=== GOAL OF THE EXERCISE ===
Copy every line from the data below in which the string "accepting" can be found.

### SUPPLIED DATA

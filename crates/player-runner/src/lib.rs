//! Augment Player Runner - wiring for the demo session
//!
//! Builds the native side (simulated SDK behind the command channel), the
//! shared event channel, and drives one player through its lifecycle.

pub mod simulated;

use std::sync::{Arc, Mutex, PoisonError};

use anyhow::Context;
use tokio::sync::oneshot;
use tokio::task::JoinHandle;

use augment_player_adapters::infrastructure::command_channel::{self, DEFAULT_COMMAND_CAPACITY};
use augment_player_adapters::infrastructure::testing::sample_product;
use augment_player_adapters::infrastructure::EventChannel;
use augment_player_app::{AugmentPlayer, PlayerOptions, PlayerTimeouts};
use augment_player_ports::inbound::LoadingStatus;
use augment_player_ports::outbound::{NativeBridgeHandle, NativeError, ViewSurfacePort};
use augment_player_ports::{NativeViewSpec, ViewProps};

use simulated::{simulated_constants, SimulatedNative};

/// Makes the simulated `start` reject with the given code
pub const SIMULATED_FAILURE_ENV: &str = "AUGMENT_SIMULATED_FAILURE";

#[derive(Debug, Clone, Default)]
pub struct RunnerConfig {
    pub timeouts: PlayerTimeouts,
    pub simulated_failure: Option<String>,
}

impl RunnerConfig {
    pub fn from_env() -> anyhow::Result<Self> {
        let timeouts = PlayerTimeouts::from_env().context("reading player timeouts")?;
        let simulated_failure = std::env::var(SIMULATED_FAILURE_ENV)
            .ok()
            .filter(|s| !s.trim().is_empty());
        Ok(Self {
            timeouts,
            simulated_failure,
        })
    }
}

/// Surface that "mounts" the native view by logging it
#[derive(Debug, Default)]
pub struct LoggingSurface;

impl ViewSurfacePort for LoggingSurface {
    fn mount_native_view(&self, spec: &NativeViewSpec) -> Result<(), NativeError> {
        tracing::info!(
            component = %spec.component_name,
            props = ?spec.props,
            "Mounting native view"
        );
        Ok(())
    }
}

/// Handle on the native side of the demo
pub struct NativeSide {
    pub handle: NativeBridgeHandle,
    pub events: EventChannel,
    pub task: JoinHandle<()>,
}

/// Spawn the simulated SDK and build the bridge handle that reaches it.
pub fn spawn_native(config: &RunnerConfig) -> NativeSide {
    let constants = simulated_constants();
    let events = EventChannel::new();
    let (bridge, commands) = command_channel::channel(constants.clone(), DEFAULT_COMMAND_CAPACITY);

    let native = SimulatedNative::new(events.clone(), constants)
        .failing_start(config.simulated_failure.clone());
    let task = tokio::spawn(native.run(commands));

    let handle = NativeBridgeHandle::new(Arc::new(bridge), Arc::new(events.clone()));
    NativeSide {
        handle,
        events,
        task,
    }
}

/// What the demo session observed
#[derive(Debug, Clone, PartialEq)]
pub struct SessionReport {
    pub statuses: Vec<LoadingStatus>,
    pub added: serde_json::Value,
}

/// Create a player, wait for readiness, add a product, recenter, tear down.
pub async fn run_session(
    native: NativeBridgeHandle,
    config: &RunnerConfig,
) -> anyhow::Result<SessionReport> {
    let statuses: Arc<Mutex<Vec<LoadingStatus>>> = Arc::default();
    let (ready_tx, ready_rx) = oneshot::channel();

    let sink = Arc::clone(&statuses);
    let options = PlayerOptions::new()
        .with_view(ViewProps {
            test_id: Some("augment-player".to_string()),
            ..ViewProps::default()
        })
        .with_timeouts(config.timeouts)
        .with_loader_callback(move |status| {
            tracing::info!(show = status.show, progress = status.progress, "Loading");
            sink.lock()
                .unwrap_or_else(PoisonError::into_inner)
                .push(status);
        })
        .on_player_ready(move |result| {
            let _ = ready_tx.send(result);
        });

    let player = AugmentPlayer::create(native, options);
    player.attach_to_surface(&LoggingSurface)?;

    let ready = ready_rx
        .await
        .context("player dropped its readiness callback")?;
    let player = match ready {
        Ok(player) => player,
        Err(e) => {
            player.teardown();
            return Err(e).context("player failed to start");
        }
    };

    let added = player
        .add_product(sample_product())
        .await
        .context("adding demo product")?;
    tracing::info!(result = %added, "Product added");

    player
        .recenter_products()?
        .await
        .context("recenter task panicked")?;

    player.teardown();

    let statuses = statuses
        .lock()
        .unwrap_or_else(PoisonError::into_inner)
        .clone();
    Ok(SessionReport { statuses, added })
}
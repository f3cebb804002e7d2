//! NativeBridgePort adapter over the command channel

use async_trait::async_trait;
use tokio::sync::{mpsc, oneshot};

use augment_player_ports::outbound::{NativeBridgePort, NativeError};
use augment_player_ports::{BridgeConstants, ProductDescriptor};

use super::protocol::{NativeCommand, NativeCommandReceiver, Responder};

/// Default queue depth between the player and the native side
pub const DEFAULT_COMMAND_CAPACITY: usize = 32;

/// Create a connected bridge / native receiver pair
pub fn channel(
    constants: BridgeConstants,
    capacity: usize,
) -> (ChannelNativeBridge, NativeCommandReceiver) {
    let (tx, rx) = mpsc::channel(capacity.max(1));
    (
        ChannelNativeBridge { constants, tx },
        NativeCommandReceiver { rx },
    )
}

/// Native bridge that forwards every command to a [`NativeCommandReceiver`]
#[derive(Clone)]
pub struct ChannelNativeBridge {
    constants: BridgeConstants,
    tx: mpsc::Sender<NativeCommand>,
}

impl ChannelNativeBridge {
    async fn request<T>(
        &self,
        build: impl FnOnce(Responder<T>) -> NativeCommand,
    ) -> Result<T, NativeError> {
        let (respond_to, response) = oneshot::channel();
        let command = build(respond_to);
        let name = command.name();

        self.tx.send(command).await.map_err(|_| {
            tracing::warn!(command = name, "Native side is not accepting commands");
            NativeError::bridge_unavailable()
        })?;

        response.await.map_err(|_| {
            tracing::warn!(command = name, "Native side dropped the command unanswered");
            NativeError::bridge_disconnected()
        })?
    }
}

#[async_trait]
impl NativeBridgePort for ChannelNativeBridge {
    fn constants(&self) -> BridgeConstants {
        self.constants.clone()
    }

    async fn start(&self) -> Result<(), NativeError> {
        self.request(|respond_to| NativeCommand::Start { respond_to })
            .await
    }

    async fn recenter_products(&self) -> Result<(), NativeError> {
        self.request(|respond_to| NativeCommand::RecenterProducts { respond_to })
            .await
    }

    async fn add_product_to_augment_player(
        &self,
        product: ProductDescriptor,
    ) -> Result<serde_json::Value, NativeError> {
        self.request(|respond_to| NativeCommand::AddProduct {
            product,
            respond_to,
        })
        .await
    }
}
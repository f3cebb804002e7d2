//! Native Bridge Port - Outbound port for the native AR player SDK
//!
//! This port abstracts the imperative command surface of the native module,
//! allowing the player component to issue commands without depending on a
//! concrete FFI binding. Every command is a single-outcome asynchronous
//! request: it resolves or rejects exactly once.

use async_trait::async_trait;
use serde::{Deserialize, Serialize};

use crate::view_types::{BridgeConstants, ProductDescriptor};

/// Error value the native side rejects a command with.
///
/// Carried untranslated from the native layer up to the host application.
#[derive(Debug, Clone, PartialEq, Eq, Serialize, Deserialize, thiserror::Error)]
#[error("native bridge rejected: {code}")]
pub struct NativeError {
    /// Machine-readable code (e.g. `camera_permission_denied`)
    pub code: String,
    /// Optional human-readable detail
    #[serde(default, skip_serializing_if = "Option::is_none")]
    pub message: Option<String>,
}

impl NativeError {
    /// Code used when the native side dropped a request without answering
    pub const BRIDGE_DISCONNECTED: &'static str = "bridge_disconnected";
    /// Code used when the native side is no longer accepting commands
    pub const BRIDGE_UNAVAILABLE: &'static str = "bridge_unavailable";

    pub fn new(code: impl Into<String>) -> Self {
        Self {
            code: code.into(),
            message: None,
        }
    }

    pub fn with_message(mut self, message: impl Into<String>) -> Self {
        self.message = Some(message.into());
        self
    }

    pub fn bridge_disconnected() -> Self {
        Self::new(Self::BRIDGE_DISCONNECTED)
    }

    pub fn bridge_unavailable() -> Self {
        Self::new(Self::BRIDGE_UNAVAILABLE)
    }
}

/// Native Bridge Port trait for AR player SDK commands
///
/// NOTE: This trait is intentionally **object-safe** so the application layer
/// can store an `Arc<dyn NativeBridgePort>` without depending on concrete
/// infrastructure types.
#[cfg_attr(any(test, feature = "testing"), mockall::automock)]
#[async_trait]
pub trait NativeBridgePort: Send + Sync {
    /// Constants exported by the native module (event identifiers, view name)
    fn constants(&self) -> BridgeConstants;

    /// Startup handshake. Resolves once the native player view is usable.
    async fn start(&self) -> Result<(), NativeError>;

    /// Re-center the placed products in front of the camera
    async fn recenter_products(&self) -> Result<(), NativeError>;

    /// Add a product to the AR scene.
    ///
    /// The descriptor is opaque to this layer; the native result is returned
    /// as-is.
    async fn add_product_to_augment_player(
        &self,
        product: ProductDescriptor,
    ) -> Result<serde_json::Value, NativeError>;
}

######
### SUPPLIED DATA

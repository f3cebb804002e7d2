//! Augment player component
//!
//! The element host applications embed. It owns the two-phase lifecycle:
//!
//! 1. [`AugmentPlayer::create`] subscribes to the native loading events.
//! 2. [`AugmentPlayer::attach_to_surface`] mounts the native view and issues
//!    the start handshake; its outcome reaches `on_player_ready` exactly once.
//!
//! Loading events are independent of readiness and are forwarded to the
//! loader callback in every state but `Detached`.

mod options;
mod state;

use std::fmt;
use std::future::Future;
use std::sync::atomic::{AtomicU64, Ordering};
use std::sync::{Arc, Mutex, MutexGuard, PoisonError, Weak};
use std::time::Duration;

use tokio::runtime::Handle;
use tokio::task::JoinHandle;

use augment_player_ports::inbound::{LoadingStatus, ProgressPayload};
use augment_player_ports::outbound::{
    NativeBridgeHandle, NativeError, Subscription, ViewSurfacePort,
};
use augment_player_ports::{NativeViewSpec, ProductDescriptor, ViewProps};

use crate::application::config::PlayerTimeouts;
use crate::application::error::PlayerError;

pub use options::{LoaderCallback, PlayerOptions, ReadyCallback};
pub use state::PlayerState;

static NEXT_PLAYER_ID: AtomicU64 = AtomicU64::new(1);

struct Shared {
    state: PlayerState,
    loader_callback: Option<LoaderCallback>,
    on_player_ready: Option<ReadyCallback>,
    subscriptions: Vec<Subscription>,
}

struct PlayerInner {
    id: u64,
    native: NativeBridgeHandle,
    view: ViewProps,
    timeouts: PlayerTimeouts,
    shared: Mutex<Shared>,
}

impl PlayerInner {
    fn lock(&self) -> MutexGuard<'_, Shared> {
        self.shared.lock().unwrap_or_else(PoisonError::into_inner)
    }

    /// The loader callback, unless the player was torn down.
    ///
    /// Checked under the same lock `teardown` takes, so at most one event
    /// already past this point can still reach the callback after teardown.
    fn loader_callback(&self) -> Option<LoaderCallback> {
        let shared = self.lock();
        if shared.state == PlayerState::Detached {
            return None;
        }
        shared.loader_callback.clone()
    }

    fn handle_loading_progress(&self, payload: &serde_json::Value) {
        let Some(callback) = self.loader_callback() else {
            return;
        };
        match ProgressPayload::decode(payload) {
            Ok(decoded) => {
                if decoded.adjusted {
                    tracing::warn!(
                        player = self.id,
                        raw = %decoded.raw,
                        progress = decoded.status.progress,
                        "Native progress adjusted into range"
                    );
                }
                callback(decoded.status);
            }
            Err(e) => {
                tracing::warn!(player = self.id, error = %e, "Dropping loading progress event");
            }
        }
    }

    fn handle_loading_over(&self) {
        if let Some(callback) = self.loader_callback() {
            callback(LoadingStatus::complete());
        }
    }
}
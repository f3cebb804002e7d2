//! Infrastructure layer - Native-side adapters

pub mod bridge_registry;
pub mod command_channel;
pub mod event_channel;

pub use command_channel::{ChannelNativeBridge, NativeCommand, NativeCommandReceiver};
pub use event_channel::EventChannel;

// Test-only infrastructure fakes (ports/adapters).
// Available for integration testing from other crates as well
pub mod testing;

######

=== ANSWER AREA ===
            tracing::warn!(command = name, "Native side is not accepting commands");
    /// Code used when the native side is no longer accepting commands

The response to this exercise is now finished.